Five Steps to Building a Data Management System that Makes Truth Sustainable

“The truth is rarely pure, and never simple.”

– Oscar Wilde


I was meeting with the Chief Information Officer for a mid-sized community bank a couple months ago. The bank was completing a recent merger and we were discussing how they could be using their data to move forward and support various banking activities. Halfway through the conversation the CIO looked at me and said, “I just want the whole truth in one place. Why does that have to be so hard?”

The aspiration for a Single Source of Truth, and a simultaneous frustration with the process for creating it, is a common sentiment among information technology officers in banks these days. Banks are using an increasing number of systems that generate data, and access to all this data can be transformative. Data* provides the fuel for faster, more accurate decision-making and automation that can transform an organization’s potential. However, not having a complete and accurate view of customer information and activity can lead to significant opportunity cost and even large financial losses.

Creating a sustainable Single Source of Truth can be difficult. So difficult, in fact, that some organizations we’ve worked with had nearly given up hope of ever accomplishing this when we first met them. But it’s not impossible, and with the right tools may even be easier than you thought.

Building a Sustainable Source of Truth

Creating an accurate, sustainable, and accessible data management system requires a strong, but flexible process foundation that can evolve as sources and needs change.


Step 1: Connection

Data is everywhere in banking. Every system, from the bank's core processor to one-off vendor systems, generates data of one kind or another. Most of this data has limited application as long as it remains locked within its source system.

Hub-and-spoke integration vs. point-to-point connection

For a long time, banks have attempted to integrate their data through a point-to-point model, where one system is connected to another, and then another system is connected to that. This may work when only a couple data sources are being connected, but when more sources are added, the system quickly starts becoming a daisy chain of linked fields, unique identifiers, and conflicting data.

Over time, a point-to-point integration architecture leads to exponential growth in cost and maintenance burden.

The better solution is to connect systems through a hub-and-spoke model, where each system is connected to a central data hub and then data is passed through the hub and out to the component systems as needed. This approach enables greater flexibility for adding new sources and reduces the number of integrations that need to be built and maintained. (See figure 1)


Figure 1. Simplifying System Integration with a Hub + Spoke Model

Connecting data systems through a central hub exponentially reduces the cost and complexity the system. In the below example, six different sources require 30 integrations when a point-to-point integration is used, while a hub + spoke model reduces the number of integrations to 6.

Point to Point Integration

Not all hubs are created equal

The solution for many banks seeking to integrate their various data systems has been to tie their data together through their core processor. However, while core processors may excel at supporting key bank processes and functionality, they're not necessarily great at centralizing data outside of the data that they're already collecting.

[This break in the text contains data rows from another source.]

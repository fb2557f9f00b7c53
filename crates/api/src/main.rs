use rust_decimal::Decimal;

use goldbook_advisor::GoldPrice;

const DEFAULT_ADDR: &str = "0.0.0.0:8080";
const DEFAULT_GOLD_PRICE_PER_GRAM: u64 = 10_000_000;

#[tokio::main]
async fn main() -> anyhow::Result<()> {
    goldbook_observability::init();

    let addr = std::env::var("GOLDBOOK_ADDR").unwrap_or_else(|_| {
        tracing::warn!("GOLDBOOK_ADDR not set; using {DEFAULT_ADDR}");
        DEFAULT_ADDR.to_string()
    });
    let gold_price = gold_price_from_env()?;

    let app = goldbook_api::app::build_app(gold_price);

    let listener = tokio::net::TcpListener::bind(&addr).await?;
    tracing::info!("listening on {}", listener.local_addr()?);

    axum::serve(listener, app).await?;
    Ok(())
}

/// Gram quote used to value gold positions, from `GOLD_PRICE_PER_GRAM`.
///
/// A missing variable falls back to the default; a present but unparsable or
/// non-positive one fails startup instead of silently misquoting.
fn gold_price_from_env() -> anyhow::Result<GoldPrice> {
    match std::env::var("GOLD_PRICE_PER_GRAM") {
        Ok(raw) => {
            let per_gram: Decimal = raw
                .parse()
                .map_err(|e| anyhow::anyhow!("GOLD_PRICE_PER_GRAM is not a number: {e}"))?;
            Ok(GoldPrice::new(per_gram)?)
        }
        Err(_) => {
            tracing::warn!("GOLD_PRICE_PER_GRAM not set; using {DEFAULT_GOLD_PRICE_PER_GRAM}");
            Ok(GoldPrice::new(Decimal::from(DEFAULT_GOLD_PRICE_PER_GRAM))?)
        }
    }
}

Instead, consider a separate database system that has the capacity to house a lot of data, can be connected quickly to a range of technologies, and provides the flexibility to add new data sources and variables over time.

Avoid rigid database formats

Be wary of traditional data warehouse systems that tend to be rigid and require a lot of time to update anytime there's a request to add a new data source or even a single data field.

Instead, consider some of the latest advances in data technology. There are new systems now being offered, such as managed NoSQL systems that are more flexible and can store a wider range of data types and formats than the traditional data warehouse.

These new systems may actually be less costly to set up and are also able to evolve much more efficiently over time to new data sources and use cases.

Cadence of Implementation

I had a conversation with a bank CEO recently that was trying to resolve an issue integrating a service with their core processor. They were using the service's API to extract data in real time, and the cost and effort were prohibitive. However, it became clear that they didn't need a real-time data pull. Instead, they would get just as much value from a daily batch export from the core. The whole process could be implemented in a couple weeks and would cost a fraction of the work connecting to the core through an API. The consuming system (a NoSQL data manager) was set up to work with real-time data, so if the bank ever goes to the core API – it would just slip right in.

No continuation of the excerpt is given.